Ok, so as the title says...
I work for a large UK company and over the last 14 weeks I've been off with depression. It's not just my job making me feel this way, it's everything and I can't put my finger on it or know when I will feel better, and back to my old self. I feel like I've lost my confidence and didnt want to get into to trouble at work for making errors.
In August I felt I needed a day to "sort myself out" and called in saying one of the kids was ill. My manager went crazy and demanded I get to work asap. I didnt get to sort myself out and have been off sick since.
The issues I've had have been, parent related (my mum), relationship issues, work stress, children stress and had the worlds worries on my shoulders.
Alongside this job I also do a bit of beauty therapy self employed in my spare time. I enjoy this and find the chat with my clients relaxing.
This is a busy time of year and I really need the extra cash for Christmas. I know that as I'm signed off by the doc I maybe shouldn't be doing the beauty therapy but I've cut back a bit on my clients.
I'm due to take a career break in jan for 18 months as I'm going to make a go of working for myself.

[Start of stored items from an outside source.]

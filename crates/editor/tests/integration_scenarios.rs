//! End-to-end scenarios: creation, export, import and history properties.

use blockcad_lib::codec::{self, CodecError};
use blockcad_lib::fixtures;
use blockcad_lib::harness::TestHarness;
use blockcad_lib::state::{EditorSession, ToolMode, TransformUpdate};
use shared::{Pose, SolidKind};

#[test]
fn test_box_at_snapped_point_survives_roundtrip() {
    let mut h = TestHarness::new();
    h.session.set_tool(ToolMode::CreateBox);
    h.click(1.1, 1.9);
    let json = h.export_scene_json();

    let mut fresh = EditorSession::default();
    assert_eq!(fresh.import_json(&json).unwrap(), 1);
    let entity = &fresh.scene.entities()[0];
    assert_eq!(entity.solid.kind(), SolidKind::Box);
    assert_eq!(entity.pose.position, [1.0, 0.5, 2.0]);
    assert_eq!(entity.pose.rotation, [0.0, 0.0, 0.0]);
    assert_eq!(entity.pose.scale, [1.0, 1.0, 1.0]);
}

#[test]
fn test_export_import_preserves_every_kind() {
    let mut first = EditorSession::default();
    first.import_document(&fixtures::mixed_document()).unwrap();
    let before = first.export_document();

    let mut second = EditorSession::default();
    second.import_json(&first.export_json().unwrap()).unwrap();
    let after = second.export_document();

    assert_eq!(before, after);
    assert_eq!(after.selection.unwrap().id, "sphere");
}

#[test]
fn test_import_without_items_keeps_scene() {
    let mut s = EditorSession::default();
    s.import_document(&fixtures::mixed_document()).unwrap();
    let err = s.import_json(r#"{"selection": null}"#).unwrap_err();
    assert!(matches!(err, CodecError::MissingItems));
    assert_eq!(s.scene.len(), 4);
}

#[test]
fn test_import_regenerates_duplicate_ids() {
    let mut s = EditorSession::default();
    let doc = fixtures::document(
        vec![
            fixtures::item("dup", fixtures::unit_box_solid(), [0.0, 0.5, 0.0]),
            fixtures::item("dup", fixtures::sphere_solid(1.0), [3.0, 1.0, 0.0]),
        ],
        None,
    );
    s.import_document(&doc).unwrap();
    let ids: Vec<&str> = s.scene.entities().iter().map(|e| e.id.as_str()).collect();
    assert_eq!(ids[0], "dup");
    assert_ne!(ids[1], "dup");
}

#[test]
fn test_n_updates_then_n_undos_restore_initial_poses() {
    let mut s = EditorSession::default();
    s.import_document(&fixtures::mixed_document()).unwrap();
    let initial: Vec<Pose> = s.scene.entities().iter().map(|e| e.pose.clone()).collect();
    let ids: Vec<String> = s.scene.entities().iter().map(|e| e.id.clone()).collect();

    for (i, id) in ids.iter().enumerate() {
        let update = TransformUpdate {
            position: [None, None, Some(i as f64 + 1.0)],
            rotation: [Some(0.5), None, None],
            ..Default::default()
        };
        s.set_transform(id, &update).unwrap();
    }
    while s.undo() {}

    let restored: Vec<Pose> = s.scene.entities().iter().map(|e| e.pose.clone()).collect();
    assert_eq!(restored, initial);
}

#[test]
fn test_history_survives_deleted_entity() {
    let mut s = EditorSession::default();
    s.import_document(&fixtures::mixed_document()).unwrap();
    let update = TransformUpdate {
        position: [Some(9.0), None, None],
        ..Default::default()
    };
    s.set_transform("box", &update).unwrap();
    s.set_transform("sphere", &update).unwrap();
    s.select_entity("box");
    s.delete_selected();

    while s.undo() {}
    assert_eq!(s.scene.get("sphere").unwrap().pose.position, [2.0, 0.5, 0.0]);
    assert!(s.scene.get("box").is_none());
}

#[test]
fn test_document_file_roundtrip() {
    let path = std::env::temp_dir().join(format!("blockcad-scenario-{}.json", uuid::Uuid::new_v4()));
    let mut s = EditorSession::default();
    s.import_document(&fixtures::mixed_document()).unwrap();
    codec::save_document(&s.export_document(), &path).unwrap();

    let loaded = codec::load_document(&path).unwrap();
    assert_eq!(loaded, s.export_document());
    let _ = std::fs::remove_file(&path);
}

Since I've been off sick I've created a Facebook page and added photos of past work etc and have shared this on my personal Facebook page to get things started for jan.

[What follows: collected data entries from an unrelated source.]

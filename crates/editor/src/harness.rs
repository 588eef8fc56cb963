//! Headless test harness for driving an editor session the way a user would.

use glam::Vec3;
use shared::{EntityId, Granularity, Pose, Solid};

use crate::interaction::{Key, Modifiers, PointerOutcome};
use crate::state::{AppSettings, EditorSession, ToolMode};
use crate::validation::MeshValidator;
use crate::viewport::camera::ArcBallCamera;
use crate::viewport::mesh::MeshData;
use crate::viewport::picking::Ray;

/// Headless harness: an editor session plus a camera for screen-space clicks
pub struct TestHarness {
    pub session: EditorSession,
    pub camera: ArcBallCamera,
    /// Viewport width / height used for screen rays
    pub aspect: f32,
}

impl TestHarness {
    /// Create a new empty harness with default settings.
    pub fn new() -> Self {
        Self::with_settings(AppSettings::default())
    }

    pub fn with_settings(settings: AppSettings) -> Self {
        Self {
            session: EditorSession::with_settings(settings),
            camera: ArcBallCamera::default(),
            aspect: 16.0 / 9.0,
        }
    }

    // ── Scene manipulation ────────────────────────────────────

    /// Place a solid directly, bypassing tools
    pub fn add(&mut self, solid: Solid, position: [f64; 3]) -> EntityId {
        self.session.scene.create_entity(solid, Pose::at(position))
    }

    /// Box resting on the ground centered at `(x, z)`
    pub fn add_box_at(&mut self, x: f64, z: f64) -> EntityId {
        self.add(
            Solid::Box {
                w: 1.0,
                h: 1.0,
                d: 1.0,
            },
            [x, 0.5, z],
        )
    }

    /// Create a primitive with a creation tool click at ground `(x, z)`
    pub fn create_with_tool(&mut self, tool: ToolMode, x: f32, z: f32) -> Option<EntityId> {
        self.session.set_tool(tool);
        let outcome = self.click(x, z).0;
        match outcome {
            PointerOutcome::Created(id) => Some(id),
            _ => None,
        }
    }

    pub fn create_box_at(&mut self, x: f32, z: f32) -> Option<EntityId> {
        self.create_with_tool(ToolMode::CreateBox, x, z)
    }

    // ── Pointer input ─────────────────────────────────────────

    /// Press and release straight above ground `(x, z)`.
    /// Returns the outcomes of the press and the release.
    pub fn click(&mut self, x: f32, z: f32) -> (PointerOutcome, PointerOutcome) {
        let ray = Ray::down_at(x, z);
        let down = self.session.pointer_down(&ray);
        let up = self.session.pointer_up(&ray);
        (down, up)
    }

    /// Click through the camera at normalized device coordinates
    pub fn click_screen(&mut self, ndc: [f32; 2]) -> PointerOutcome {
        let ray = self.camera.screen_ray(ndc, self.aspect);
        self.session.pointer_down(&ray);
        self.session.pointer_up(&ray)
    }

    /// Click the projection of a world point
    pub fn click_world(&mut self, point: Vec3) -> Option<PointerOutcome> {
        let ndc = self.camera.project(point, self.aspect)?;
        Some(self.click_screen(ndc))
    }

    /// Drag from `from` to `to` on the ground through `steps` intermediate moves
    pub fn drag(&mut self, from: [f32; 2], to: [f32; 2], steps: usize) -> PointerOutcome {
        self.session.pointer_down(&Ray::down_at(from[0], from[1]));
        let steps = steps.max(1);
        for i in 1..=steps {
            let t = i as f32 / steps as f32;
            let x = from[0] + (to[0] - from[0]) * t;
            let z = from[1] + (to[1] - from[1]) * t;
            self.session.pointer_move(&Ray::down_at(x, z));
        }
        self.session.pointer_up(&Ray::down_at(to[0], to[1]))
    }

    /// Sketch a profile with the given sketch tool
    pub fn sketch(&mut self, tool: ToolMode, from: [f32; 2], to: [f32; 2]) {
        self.session.set_tool(tool);
        self.drag(from, to, 4);
    }

    // ── Selection ─────────────────────────────────────────────

    pub fn select_at(&mut self, x: f32, z: f32, granularity: Granularity) -> bool {
        self.session.set_granularity(granularity);
        self.session.select_at(&Ray::down_at(x, z)).is_some()
    }

    pub fn selected(&self) -> Option<&EntityId> {
        self.session.selection.primary()
    }

    pub fn clear_selection(&mut self) {
        self.session.clear_selection();
    }

    // ── Keyboard / history ────────────────────────────────────

    pub fn press(&mut self, key: Key) -> bool {
        self.session.key_pressed(key, Modifiers::default())
    }

    pub fn undo(&mut self) -> bool {
        self.session.undo()
    }

    pub fn redo(&mut self) -> bool {
        self.session.redo()
    }

    /// Drag the gizmo through `poses`, as the widget would report them
    pub fn gizmo_drag(&mut self, poses: &[Pose]) -> bool {
        if !self.session.gizmo_drag_start() {
            return false;
        }
        for pose in poses {
            self.session.gizmo_change(pose.clone());
        }
        self.session.gizmo_drag_end();
        true
    }

    // ── Import / export ───────────────────────────────────────

    /// Load a scene from JSON string
    pub fn load_scene_json(&mut self, json: &str) -> Result<usize, String> {
        self.session.import_json(json).map_err(|e| e.to_string())
    }

    /// Export the current scene as JSON
    pub fn export_scene_json(&self) -> String {
        self.session.export_json().unwrap_or_default()
    }

    pub fn clear(&mut self) {
        self.session.clear_scene();
    }

    // ── Queries ───────────────────────────────────────────────

    pub fn entity_count(&self) -> usize {
        self.session.scene.len()
    }

    pub fn pose_of(&self, id: &str) -> Option<Pose> {
        self.session.scene.get(id).map(|e| e.pose.clone())
    }

    pub fn position_of(&self, id: &str) -> Option<[f64; 3]> {
        self.session.scene.get(id).map(|e| e.pose.position)
    }

    /// World mesh of an entity
    pub fn mesh_of(&self, id: &str) -> Option<MeshData> {
        self.session.scene.get(id).map(|e| e.world_mesh())
    }

    /// Run `check` against a validator for an entity's world mesh
    pub fn validate_mesh<R>(&self, id: &str, check: impl FnOnce(&MeshValidator) -> R) -> Option<R> {
        let mesh = self.mesh_of(id)?;
        Some(check(&MeshValidator::new(&mesh)))
    }
}

impl Default for TestHarness {
    fn default() -> Self {
        Self::new()
    }
}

Today I received a call from my manager demanding a meeting with me this week. Apparently she has had to call HR and wants me in ASAP to discuss.
I think I she's found out about the beauty page and isn't happy.
I'm worried that when i go in for the meeting on Thursday I get the sack. Can they do this with no proof other than a few Facebook shares that I've been working? I'm really scared and feel sick, the way she has spoke to me has out me back to square one.
Ps I've got a union rep helping me on Thursday.